Stored items:
------------------------------
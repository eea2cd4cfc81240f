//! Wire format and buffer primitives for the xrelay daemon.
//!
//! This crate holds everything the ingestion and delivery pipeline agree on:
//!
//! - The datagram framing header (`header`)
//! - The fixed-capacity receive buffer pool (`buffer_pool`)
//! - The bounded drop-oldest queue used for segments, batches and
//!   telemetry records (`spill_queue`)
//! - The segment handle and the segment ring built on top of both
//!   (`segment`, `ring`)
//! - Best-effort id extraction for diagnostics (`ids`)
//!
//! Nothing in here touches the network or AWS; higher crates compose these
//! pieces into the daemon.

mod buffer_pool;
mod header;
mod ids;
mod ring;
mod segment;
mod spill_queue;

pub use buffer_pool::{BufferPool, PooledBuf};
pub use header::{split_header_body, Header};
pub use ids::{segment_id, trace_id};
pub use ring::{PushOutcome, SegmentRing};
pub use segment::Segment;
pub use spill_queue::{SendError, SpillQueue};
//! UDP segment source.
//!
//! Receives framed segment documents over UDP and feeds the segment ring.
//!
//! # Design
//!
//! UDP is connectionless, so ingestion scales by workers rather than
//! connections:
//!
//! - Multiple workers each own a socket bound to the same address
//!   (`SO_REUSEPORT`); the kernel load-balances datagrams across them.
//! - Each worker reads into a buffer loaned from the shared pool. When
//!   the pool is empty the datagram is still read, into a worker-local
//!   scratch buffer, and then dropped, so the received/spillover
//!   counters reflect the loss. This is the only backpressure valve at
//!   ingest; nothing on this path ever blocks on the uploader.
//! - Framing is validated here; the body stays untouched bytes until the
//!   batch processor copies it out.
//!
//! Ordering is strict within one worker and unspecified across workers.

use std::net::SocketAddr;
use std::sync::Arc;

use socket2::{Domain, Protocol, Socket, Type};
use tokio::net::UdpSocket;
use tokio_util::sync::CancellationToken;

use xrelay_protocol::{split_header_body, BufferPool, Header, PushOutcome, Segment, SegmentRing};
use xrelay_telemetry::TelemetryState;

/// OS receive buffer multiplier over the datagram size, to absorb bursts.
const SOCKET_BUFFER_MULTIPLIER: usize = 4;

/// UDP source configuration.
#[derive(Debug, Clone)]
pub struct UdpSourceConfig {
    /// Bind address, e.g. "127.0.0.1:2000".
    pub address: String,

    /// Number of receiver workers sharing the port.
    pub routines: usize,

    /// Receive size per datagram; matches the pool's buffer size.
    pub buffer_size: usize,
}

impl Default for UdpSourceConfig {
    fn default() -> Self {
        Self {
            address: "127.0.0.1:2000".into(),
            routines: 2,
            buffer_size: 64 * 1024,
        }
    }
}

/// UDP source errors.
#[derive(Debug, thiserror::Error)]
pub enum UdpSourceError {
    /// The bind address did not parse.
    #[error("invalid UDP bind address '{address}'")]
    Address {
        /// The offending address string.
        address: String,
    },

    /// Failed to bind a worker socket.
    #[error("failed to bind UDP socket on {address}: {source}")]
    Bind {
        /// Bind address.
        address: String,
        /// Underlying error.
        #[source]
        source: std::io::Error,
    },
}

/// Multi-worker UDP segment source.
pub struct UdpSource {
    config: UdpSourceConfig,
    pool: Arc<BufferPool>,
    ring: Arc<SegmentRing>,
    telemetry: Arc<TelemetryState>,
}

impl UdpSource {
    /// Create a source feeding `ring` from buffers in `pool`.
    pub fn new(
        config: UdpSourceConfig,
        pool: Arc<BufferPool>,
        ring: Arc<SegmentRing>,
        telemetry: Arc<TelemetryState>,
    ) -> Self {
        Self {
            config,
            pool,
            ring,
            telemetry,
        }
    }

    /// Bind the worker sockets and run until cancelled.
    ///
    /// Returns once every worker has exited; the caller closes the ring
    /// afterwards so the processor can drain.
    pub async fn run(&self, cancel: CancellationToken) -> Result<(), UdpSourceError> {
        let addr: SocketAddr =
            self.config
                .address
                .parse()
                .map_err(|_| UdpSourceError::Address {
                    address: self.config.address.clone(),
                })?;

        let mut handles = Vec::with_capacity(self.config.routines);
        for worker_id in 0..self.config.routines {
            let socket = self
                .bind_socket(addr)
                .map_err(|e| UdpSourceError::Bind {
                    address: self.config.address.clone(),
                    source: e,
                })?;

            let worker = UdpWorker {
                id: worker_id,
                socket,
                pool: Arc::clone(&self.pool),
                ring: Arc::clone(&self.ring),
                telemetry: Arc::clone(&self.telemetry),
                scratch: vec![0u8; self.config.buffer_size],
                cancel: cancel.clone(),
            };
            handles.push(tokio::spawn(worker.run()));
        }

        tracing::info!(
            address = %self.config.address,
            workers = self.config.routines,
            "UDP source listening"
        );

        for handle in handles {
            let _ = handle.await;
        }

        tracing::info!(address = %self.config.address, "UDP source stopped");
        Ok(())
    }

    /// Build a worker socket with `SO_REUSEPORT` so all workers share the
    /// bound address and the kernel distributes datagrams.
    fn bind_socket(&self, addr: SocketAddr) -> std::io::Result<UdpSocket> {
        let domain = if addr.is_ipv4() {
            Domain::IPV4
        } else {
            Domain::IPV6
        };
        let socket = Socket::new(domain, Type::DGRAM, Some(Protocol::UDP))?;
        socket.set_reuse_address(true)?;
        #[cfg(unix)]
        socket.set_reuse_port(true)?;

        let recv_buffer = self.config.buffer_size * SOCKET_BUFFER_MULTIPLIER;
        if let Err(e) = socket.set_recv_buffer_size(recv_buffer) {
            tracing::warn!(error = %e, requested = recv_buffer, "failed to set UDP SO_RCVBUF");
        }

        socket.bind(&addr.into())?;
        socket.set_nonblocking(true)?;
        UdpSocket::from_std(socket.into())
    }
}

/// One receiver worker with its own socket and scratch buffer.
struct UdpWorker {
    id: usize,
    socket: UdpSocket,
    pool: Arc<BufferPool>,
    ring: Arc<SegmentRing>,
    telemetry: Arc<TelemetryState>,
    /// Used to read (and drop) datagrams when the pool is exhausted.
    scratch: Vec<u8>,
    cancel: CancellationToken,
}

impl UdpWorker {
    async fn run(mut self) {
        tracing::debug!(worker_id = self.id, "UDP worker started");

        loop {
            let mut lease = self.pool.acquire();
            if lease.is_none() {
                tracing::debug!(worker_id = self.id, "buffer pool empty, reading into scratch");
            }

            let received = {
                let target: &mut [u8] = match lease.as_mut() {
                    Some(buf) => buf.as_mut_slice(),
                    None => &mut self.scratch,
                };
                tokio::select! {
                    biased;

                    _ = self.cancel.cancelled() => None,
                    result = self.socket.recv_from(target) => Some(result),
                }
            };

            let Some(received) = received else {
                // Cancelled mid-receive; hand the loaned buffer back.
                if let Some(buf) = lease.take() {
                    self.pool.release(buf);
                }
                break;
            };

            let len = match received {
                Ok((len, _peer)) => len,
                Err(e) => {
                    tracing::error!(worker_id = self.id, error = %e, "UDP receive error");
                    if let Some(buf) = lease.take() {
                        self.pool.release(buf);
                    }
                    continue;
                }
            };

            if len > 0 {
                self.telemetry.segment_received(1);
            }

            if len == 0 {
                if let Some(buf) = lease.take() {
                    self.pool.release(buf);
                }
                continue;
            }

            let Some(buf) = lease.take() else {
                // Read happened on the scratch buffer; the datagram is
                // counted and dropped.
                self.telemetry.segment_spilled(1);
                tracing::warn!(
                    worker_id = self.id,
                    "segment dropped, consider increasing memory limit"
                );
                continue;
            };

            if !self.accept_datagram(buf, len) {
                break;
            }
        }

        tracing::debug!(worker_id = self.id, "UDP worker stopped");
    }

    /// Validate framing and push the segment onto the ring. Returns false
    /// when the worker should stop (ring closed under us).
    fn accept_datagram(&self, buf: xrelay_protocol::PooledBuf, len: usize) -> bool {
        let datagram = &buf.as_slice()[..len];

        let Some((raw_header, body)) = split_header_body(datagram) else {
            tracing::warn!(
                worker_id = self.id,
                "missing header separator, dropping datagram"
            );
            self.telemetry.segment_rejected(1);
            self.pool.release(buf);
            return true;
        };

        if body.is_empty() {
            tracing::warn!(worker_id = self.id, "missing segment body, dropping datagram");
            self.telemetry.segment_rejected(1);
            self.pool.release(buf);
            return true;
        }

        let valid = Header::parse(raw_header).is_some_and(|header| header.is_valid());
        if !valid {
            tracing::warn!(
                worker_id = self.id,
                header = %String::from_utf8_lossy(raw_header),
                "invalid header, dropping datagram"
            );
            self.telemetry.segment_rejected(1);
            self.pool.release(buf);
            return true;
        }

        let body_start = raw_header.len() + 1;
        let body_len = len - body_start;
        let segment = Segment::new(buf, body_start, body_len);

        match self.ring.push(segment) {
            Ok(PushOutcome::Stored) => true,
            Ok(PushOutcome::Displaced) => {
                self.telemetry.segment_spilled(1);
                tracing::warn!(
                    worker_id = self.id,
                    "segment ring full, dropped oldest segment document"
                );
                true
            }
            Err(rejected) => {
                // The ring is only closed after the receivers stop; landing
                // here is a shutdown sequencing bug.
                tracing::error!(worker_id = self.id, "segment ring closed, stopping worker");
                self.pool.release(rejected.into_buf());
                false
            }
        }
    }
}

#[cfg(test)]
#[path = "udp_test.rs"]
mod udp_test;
------------------------------
(Task prompt) With "loaned" as the word to match, copy each line of the records that has it.

(Answer to the problem)
//! - Each worker reads into a buffer loaned from the shared pool. When
                // Cancelled mid-receive; hand the loaned buffer back.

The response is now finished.